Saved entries

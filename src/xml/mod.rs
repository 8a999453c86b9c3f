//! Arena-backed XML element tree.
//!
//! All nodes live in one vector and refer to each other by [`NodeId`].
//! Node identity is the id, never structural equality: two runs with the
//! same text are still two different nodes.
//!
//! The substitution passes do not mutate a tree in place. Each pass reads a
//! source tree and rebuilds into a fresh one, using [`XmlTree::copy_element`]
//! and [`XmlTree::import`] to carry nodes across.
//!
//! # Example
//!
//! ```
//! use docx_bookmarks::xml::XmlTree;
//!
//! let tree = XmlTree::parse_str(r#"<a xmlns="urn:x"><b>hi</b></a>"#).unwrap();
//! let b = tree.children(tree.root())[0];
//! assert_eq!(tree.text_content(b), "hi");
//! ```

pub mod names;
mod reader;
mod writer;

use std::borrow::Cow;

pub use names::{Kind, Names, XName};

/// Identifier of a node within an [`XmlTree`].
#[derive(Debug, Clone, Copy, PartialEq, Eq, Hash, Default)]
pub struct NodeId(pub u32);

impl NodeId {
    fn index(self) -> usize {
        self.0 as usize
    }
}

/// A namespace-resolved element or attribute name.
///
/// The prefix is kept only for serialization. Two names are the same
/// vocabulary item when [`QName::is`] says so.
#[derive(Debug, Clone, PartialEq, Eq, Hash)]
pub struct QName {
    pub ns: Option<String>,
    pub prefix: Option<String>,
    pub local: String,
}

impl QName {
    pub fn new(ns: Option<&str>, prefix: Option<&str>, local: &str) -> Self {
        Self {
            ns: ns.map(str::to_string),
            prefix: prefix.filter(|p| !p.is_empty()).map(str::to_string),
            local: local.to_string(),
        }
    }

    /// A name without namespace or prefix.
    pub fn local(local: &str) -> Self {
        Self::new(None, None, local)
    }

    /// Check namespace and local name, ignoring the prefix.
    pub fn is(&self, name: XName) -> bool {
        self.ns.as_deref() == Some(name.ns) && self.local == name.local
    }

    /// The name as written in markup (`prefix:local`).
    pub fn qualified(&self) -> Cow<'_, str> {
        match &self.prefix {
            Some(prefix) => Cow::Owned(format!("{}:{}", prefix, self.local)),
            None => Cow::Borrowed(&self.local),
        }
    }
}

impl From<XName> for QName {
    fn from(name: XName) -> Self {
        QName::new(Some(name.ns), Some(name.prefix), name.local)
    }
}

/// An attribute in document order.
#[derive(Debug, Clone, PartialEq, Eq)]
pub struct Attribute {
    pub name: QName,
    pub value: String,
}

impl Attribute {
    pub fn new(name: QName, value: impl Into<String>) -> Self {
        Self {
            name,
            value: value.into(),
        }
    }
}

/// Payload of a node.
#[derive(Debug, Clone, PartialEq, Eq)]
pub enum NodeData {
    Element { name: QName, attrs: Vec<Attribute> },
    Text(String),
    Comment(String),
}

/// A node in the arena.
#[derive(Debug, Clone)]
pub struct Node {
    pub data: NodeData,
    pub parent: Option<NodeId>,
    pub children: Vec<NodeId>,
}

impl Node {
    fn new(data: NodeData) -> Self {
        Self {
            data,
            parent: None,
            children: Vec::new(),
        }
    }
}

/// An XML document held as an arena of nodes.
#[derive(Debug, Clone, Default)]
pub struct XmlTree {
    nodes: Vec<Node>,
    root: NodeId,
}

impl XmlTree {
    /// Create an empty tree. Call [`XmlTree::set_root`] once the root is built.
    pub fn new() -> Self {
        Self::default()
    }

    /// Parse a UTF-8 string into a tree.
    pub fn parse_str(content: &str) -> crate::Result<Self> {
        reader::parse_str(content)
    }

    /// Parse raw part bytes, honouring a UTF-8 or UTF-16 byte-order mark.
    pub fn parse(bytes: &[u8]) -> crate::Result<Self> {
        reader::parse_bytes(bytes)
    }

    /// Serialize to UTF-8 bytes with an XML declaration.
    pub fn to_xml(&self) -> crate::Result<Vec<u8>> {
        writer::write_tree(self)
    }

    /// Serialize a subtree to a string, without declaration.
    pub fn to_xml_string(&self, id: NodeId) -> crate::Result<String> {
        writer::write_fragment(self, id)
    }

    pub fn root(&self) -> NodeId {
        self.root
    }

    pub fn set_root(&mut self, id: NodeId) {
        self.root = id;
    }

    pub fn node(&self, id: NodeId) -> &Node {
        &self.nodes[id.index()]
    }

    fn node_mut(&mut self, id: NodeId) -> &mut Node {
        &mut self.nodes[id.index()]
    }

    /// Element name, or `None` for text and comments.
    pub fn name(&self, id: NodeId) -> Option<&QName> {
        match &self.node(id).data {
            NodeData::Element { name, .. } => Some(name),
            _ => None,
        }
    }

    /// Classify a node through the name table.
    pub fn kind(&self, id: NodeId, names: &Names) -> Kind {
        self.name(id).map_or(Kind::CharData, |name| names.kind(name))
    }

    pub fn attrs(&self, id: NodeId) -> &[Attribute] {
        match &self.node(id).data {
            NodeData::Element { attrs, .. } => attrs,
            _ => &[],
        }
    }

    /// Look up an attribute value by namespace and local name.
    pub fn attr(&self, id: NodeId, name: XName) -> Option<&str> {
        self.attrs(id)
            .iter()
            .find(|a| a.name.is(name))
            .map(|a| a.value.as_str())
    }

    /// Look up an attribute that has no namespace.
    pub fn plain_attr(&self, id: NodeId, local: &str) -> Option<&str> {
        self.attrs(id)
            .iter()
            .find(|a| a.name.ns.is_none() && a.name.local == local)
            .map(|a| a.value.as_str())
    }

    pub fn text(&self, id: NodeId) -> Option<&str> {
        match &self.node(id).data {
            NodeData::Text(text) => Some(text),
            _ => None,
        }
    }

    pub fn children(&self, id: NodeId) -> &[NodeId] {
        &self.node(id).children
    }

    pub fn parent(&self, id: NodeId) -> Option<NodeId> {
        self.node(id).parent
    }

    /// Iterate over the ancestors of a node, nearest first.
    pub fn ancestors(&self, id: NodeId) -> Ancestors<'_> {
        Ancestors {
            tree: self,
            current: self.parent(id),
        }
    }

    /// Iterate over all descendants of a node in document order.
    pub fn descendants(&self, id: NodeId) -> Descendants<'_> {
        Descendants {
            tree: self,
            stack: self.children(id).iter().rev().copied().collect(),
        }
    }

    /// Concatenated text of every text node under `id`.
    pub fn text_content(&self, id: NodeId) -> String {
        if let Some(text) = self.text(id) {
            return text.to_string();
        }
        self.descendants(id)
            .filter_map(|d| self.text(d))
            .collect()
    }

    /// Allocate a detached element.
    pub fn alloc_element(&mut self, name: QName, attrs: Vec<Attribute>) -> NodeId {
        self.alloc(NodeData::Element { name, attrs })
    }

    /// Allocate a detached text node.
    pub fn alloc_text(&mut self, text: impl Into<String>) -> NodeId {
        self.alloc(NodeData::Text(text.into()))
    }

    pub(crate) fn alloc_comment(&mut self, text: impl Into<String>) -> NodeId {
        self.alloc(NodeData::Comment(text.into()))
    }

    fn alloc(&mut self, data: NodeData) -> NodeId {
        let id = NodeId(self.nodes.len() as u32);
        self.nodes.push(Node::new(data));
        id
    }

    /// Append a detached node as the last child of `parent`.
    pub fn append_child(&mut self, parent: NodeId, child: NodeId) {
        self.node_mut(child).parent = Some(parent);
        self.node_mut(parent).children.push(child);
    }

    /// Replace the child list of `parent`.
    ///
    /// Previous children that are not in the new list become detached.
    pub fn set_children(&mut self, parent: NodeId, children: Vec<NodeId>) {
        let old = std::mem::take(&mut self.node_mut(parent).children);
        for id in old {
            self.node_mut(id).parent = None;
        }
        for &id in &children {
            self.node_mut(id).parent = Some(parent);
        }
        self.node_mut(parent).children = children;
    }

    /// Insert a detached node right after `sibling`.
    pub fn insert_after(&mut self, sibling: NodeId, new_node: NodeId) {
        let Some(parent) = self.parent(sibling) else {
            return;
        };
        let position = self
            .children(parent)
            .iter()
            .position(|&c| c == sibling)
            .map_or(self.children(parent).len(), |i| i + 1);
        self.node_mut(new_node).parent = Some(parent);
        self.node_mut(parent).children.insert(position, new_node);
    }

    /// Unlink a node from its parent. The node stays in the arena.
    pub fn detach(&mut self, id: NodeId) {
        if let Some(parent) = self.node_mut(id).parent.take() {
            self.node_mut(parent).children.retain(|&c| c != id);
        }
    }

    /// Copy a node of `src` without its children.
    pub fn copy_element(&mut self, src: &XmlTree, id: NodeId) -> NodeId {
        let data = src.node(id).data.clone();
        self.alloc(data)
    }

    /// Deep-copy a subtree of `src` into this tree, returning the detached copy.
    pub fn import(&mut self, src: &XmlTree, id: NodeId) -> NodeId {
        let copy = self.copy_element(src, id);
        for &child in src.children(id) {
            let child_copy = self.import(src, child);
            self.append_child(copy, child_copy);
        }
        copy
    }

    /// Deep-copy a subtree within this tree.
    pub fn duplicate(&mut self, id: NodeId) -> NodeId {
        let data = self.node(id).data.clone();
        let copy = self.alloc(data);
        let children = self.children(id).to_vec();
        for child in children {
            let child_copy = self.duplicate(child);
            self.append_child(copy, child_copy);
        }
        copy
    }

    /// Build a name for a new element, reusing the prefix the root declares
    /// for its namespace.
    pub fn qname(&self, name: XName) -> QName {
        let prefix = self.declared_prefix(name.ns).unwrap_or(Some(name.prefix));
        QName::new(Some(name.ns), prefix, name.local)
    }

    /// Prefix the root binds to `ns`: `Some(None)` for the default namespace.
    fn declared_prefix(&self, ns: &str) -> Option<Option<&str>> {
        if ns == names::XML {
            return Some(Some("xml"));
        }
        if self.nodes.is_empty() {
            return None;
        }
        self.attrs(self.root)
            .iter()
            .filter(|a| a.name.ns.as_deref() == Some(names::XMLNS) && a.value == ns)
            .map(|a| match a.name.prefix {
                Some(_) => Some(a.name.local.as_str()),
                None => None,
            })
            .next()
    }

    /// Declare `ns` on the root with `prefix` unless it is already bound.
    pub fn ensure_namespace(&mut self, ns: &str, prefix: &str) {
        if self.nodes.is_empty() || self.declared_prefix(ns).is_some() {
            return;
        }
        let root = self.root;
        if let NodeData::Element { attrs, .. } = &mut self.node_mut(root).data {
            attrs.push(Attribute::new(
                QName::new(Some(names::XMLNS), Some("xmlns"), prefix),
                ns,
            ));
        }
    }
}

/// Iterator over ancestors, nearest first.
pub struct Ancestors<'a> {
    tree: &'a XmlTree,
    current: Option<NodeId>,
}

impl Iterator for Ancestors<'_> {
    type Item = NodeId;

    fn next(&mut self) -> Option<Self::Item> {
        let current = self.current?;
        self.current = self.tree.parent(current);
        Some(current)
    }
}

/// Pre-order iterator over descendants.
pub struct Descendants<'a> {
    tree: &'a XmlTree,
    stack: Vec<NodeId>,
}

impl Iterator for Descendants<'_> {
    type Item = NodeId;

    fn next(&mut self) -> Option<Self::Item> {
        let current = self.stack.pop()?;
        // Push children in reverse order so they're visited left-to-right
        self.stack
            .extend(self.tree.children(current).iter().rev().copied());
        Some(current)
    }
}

## Instructions to follow
Give back exactly the lines above, from the line containing "Replace the child" through the line containing "let Some(parent) = self.parent(sibling)", with both end lines and nothing more.

## Exercise answer
    /// Replace the child list of `parent`.
    ///
    /// Previous children that are not in the new list become detached.
    pub fn set_children(&mut self, parent: NodeId, children: Vec<NodeId>) {
        let old = std::mem::take(&mut self.node_mut(parent).children);
        for id in old {
            self.node_mut(id).parent = None;
        }
        for &id in &children {
            self.node_mut(id).parent = Some(parent);
        }
        self.node_mut(parent).children = children;
    }

    /// Insert a detached node right after `sibling`.
    pub fn insert_after(&mut self, sibling: NodeId, new_node: NodeId) {
        let Some(parent) = self.parent(sibling) else {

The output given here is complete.